L’esplorazione portoghese toccò tutti i continenti: l’Africa, dal Marocco di Casablanca (dal portoghese Casabranca) Capo Verde, São Tomé e Principe fino al fiume Congo, chiamato il Fiume del Grande Pilastro, per il notevole padrão (cippo commemorativo delle scoperte, scudi araldici portoghesi sormontati da una croce) piantato alla foce, la Guinea-Bissau, l'Angola, il Mozambico fino a Socotra, l’Isola dell’Incenso e a Mascate, e poi in Asia Giava e, ad ovest l'immenso Brasile. Un impero marittimo che, dice FJV, i connazionali non seppero mantenere perché non erano nati conquistatori come i loro vicini, né atti al dominio (parla addirittura di inettitudine al dominio) perché nessun impero poteva allettarli, nessuna conquista era possibile senza che li assalisse l’inquietudine e il tedio per tutto ciò che appare esiguo ed imperfetto una volta conseguito. Solo la vita del marinaio era dolce per loro, la via del mare, scoprire nuove terre, e poi ripartire. Cosa naturale per un popolo che non guardava verso la terra che confinava con i bellicosi spagnoli, ma verso il mare, da un posto che, come diceva Camões, era “dove finisce la terra e comincia il mare”
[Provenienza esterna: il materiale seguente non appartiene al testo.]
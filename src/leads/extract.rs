//! Regex-based lead signals over raw message text.
//!
//! All three checks are pure and independent; none of them can fail.

use regex::Regex;
use std::sync::LazyLock;

static EMAIL_RE: LazyLock<Regex> = LazyLock::new(|| {
    Regex::new(r"(?i)[a-z0-9._%+-]+@[a-z0-9.-]+\.[a-z]{2,}").expect("email pattern is valid")
});

// Optional +1 country code, optional parens around the area code, and
// space/dot/dash separators between groups. The number must not start or end
// inside a longer digit run.
static PHONE_RE: LazyLock<Regex> = LazyLock::new(|| {
    Regex::new(r"(?:^|[^\d+])(?:\+?1[\s.-]?)?\(?(\d{3})\)?[\s.-]?(\d{3})[\s.-]?(\d{4})\b")
        .expect("phone pattern is valid")
});

static INTENT_RE: LazyLock<Regex> = LazyLock::new(|| {
    Regex::new(
        r"(?i)\b(?:quote|estimate|pricing|price|book|booking|appointment|schedule|contact|call me|reach out|get in touch)\b",
    )
    .expect("intent pattern is valid")
});

/// What the extractor found in one message.
#[derive(Debug, Clone, Default, PartialEq, Eq)]
pub struct LeadSignals {
    pub email: Option<String>,
    /// Normalised to `NNN-NNN-NNNN`.
    pub phone: Option<String>,
    pub intent: bool,
}

impl LeadSignals {
    /// A lead is worth recording when any signal fired.
    pub fn qualifies(&self) -> bool {
        self.email.is_some() || self.phone.is_some() || self.intent
    }
}

pub fn extract(message: &str) -> LeadSignals {
    LeadSignals {
        email: extract_email(message),
        phone: extract_phone(message),
        intent: has_intent(message),
    }
}

pub fn extract_email(message: &str) -> Option<String> {
    EMAIL_RE.find(message).map(|m| m.as_str().to_string())
}

pub fn extract_phone(message: &str) -> Option<String> {
    PHONE_RE
        .captures(message)
        .map(|c| format!("{}-{}-{}", &c[1], &c[2], &c[3]))
}

pub fn has_intent(message: &str) -> bool {
    INTENT_RE.is_match(message)
}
Non è un caso che, fra Spagnoli e Portoghesi, anche i monumenti siano testimonianza di due approcci diversi, i primi simboleggiati da monumenti ai singoli conquistadores, come la statua qui raffigurata, dedicata a Juan de Oñate, a El Paso (USA)








gli altri, dal corale Padrão dos Descobrimentos, qui a destra, a Lisbona.





Ed in fondo questo trauma non è solo la storia di coloro che in quelle colonie ci vissero, ma anche di quelle generazioni nate là, ma che poi ritornarono in Portogallo, magari fuggendo dai golpe e dalle guerre di indipendenza delle ex-colonie.
Pobre país que se interessa pelo seu passado, e vive pendurado numa parede como um quadro velho e impopular que as visitas m de ver. Angola, Moçambique, Guiné, Cabo Verde, São Tomé e Principe, Timor, Macau, pobre memória, pobre pais que vive suspenso da aprovação dos outros, com medo de ter falhar onde falho".(pg 119)
Lo stesso FJV spiega questo fascino per quel periodo storico:   “Un paese piccolo come il nostro, che in quattro mesi riceve 750000 portoghesi che ritornano dall'Africa, li accoglie e in due anni finisce per assorbirli e per trasformarsi grazie a loro. E' un avvenimento centrale questa rivoluzione che i reduci operano in Portogallo cambiando tutto, i costumi, le abitudini alimentari, l'etica nel lavoro. Sono storie fantastiche.”
Quindi, pur con tutte le divagazioni che spesso ci portano in luoghi molto lontani (fino nel Chaco, in Argentina), pur con le pause dei capitoli sui sogni (o incubi) ricorrenti di Jaime Ramos, l'ultima opera di FJV è apprezzabile, perché Ramos è biografo degli assenti e degli scomparsi, dei morti, delle ombre, della gente che conosceva male, e per fare ciò a volte bisogna scomodare la Storia, anche quando questa provoca malinconia, saudade o, passatemi il termine:
 lusitanitudine
PS: Il libro, comparso a fine 2009 in Portogallo, non è ancora stato tradotto in italiano. Tuttavia, il fatto che alcuni dei romanzi di Viegas siano già stati pubblicati in Italia e il fatto che nella terza di copertina sino citati stralci di recensioni di due fra i nostri maggiori quotidiani italiani fa ben sperare che ciò avvenga a breve.